=== SUPPLIED RECORDS ===

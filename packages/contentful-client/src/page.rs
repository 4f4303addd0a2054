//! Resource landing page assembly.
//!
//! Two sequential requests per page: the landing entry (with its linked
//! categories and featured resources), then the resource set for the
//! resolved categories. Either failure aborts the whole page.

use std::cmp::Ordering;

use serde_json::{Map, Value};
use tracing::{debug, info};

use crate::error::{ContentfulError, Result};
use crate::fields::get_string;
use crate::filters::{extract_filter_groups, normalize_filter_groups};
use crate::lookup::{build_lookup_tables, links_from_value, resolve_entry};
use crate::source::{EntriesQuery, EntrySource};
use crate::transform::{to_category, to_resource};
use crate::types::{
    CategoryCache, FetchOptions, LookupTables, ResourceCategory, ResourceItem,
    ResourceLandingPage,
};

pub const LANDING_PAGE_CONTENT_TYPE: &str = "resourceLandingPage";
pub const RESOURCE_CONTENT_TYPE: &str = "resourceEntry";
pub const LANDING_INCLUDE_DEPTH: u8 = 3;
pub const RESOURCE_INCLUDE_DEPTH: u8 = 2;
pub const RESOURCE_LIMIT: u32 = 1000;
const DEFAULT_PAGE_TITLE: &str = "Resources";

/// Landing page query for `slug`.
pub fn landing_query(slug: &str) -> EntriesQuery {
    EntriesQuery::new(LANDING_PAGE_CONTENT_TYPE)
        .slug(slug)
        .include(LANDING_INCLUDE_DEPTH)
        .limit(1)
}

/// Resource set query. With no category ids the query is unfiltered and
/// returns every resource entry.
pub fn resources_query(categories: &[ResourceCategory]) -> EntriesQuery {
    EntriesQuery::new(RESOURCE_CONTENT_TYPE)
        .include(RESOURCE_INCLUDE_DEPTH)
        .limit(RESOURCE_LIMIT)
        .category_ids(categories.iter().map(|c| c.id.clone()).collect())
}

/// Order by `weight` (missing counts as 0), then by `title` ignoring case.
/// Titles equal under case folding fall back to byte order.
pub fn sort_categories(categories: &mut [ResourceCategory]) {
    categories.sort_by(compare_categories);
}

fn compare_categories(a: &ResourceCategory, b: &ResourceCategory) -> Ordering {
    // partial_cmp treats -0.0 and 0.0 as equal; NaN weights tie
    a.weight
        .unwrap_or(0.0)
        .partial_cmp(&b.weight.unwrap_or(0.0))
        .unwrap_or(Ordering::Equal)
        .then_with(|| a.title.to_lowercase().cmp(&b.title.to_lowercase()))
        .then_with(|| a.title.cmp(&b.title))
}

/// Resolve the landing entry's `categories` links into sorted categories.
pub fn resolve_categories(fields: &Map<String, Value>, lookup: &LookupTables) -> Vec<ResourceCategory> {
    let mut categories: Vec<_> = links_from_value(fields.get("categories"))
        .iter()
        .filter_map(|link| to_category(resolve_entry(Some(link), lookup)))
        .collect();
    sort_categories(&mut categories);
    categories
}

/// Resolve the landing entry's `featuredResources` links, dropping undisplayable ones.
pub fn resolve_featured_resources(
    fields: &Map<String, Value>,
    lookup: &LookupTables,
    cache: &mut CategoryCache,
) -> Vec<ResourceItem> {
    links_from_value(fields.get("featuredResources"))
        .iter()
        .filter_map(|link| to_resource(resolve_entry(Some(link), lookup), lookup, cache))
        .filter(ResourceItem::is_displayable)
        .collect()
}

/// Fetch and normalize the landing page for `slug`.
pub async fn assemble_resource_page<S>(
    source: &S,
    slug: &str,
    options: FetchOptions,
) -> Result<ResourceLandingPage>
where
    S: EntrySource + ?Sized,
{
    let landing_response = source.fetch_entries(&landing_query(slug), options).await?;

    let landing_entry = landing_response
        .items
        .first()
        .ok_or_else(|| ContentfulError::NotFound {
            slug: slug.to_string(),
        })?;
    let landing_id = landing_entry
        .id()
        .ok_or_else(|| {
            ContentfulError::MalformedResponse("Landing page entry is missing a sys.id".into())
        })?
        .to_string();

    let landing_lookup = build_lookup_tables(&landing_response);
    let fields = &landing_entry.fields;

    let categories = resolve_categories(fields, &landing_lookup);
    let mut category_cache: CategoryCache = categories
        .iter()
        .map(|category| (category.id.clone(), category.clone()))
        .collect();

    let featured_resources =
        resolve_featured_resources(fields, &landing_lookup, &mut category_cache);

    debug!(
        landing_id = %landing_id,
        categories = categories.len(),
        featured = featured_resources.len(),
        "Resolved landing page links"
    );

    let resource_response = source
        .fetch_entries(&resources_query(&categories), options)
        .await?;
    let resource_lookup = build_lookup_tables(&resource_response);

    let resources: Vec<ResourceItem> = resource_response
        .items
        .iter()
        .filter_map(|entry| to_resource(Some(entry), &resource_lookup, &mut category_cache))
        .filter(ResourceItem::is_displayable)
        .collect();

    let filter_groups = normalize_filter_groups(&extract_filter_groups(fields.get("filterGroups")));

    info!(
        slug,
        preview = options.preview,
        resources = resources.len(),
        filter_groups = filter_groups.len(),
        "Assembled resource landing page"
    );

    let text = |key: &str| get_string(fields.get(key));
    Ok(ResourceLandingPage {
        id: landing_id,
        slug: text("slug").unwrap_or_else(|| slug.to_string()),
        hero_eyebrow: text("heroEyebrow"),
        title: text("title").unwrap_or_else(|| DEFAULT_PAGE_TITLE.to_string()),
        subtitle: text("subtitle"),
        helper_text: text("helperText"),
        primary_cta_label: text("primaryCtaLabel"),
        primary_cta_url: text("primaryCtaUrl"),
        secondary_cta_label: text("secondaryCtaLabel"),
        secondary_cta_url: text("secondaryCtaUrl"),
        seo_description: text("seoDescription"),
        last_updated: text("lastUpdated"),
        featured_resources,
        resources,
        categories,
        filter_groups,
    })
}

===
=== SUPPLIED RECORDS ===

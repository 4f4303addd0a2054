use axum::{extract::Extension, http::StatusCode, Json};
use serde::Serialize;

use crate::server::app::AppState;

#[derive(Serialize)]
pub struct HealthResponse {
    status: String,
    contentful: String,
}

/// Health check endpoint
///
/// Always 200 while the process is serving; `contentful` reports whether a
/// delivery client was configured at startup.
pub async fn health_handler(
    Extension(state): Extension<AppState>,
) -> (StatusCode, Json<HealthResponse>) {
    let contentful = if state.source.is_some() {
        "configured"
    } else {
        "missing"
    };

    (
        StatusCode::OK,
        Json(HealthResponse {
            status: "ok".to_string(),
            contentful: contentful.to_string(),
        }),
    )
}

===

## WHAT IS EXPECTED
Keep both end lines and retype everything in the records above from the line containing "filename packages/contentful-client/src/page.rs" through the line containing "is unfiltered and", exactly, with nothing else.

## PROBLEM SOLUTION
filename packages/contentful-client/src/page.rs
repository 4f4303addd0a2054
//! Resource landing page assembly.
//!
//! Two sequential requests per page: the landing entry (with its linked
//! categories and featured resources), then the resource set for the
//! resolved categories. Either failure aborts the whole page.

use std::cmp::Ordering;

use serde_json::{Map, Value};
use tracing::{debug, info};

use crate::error::{ContentfulError, Result};
use crate::fields::get_string;
use crate::filters::{extract_filter_groups, normalize_filter_groups};
use crate::lookup::{build_lookup_tables, links_from_value, resolve_entry};
use crate::source::{EntriesQuery, EntrySource};
use crate::transform::{to_category, to_resource};
use crate::types::{
    CategoryCache, FetchOptions, LookupTables, ResourceCategory, ResourceItem,
    ResourceLandingPage,
};

pub const LANDING_PAGE_CONTENT_TYPE: &str = "resourceLandingPage";
pub const RESOURCE_CONTENT_TYPE: &str = "resourceEntry";
pub const LANDING_INCLUDE_DEPTH: u8 = 3;
pub const RESOURCE_INCLUDE_DEPTH: u8 = 2;
pub const RESOURCE_LIMIT: u32 = 1000;
const DEFAULT_PAGE_TITLE: &str = "Resources";

/// Landing page query for `slug`.
pub fn landing_query(slug: &str) -> EntriesQuery {
    EntriesQuery::new(LANDING_PAGE_CONTENT_TYPE)
        .slug(slug)
        .include(LANDING_INCLUDE_DEPTH)
        .limit(1)
}

/// Resource set query. With no category ids the query is unfiltered and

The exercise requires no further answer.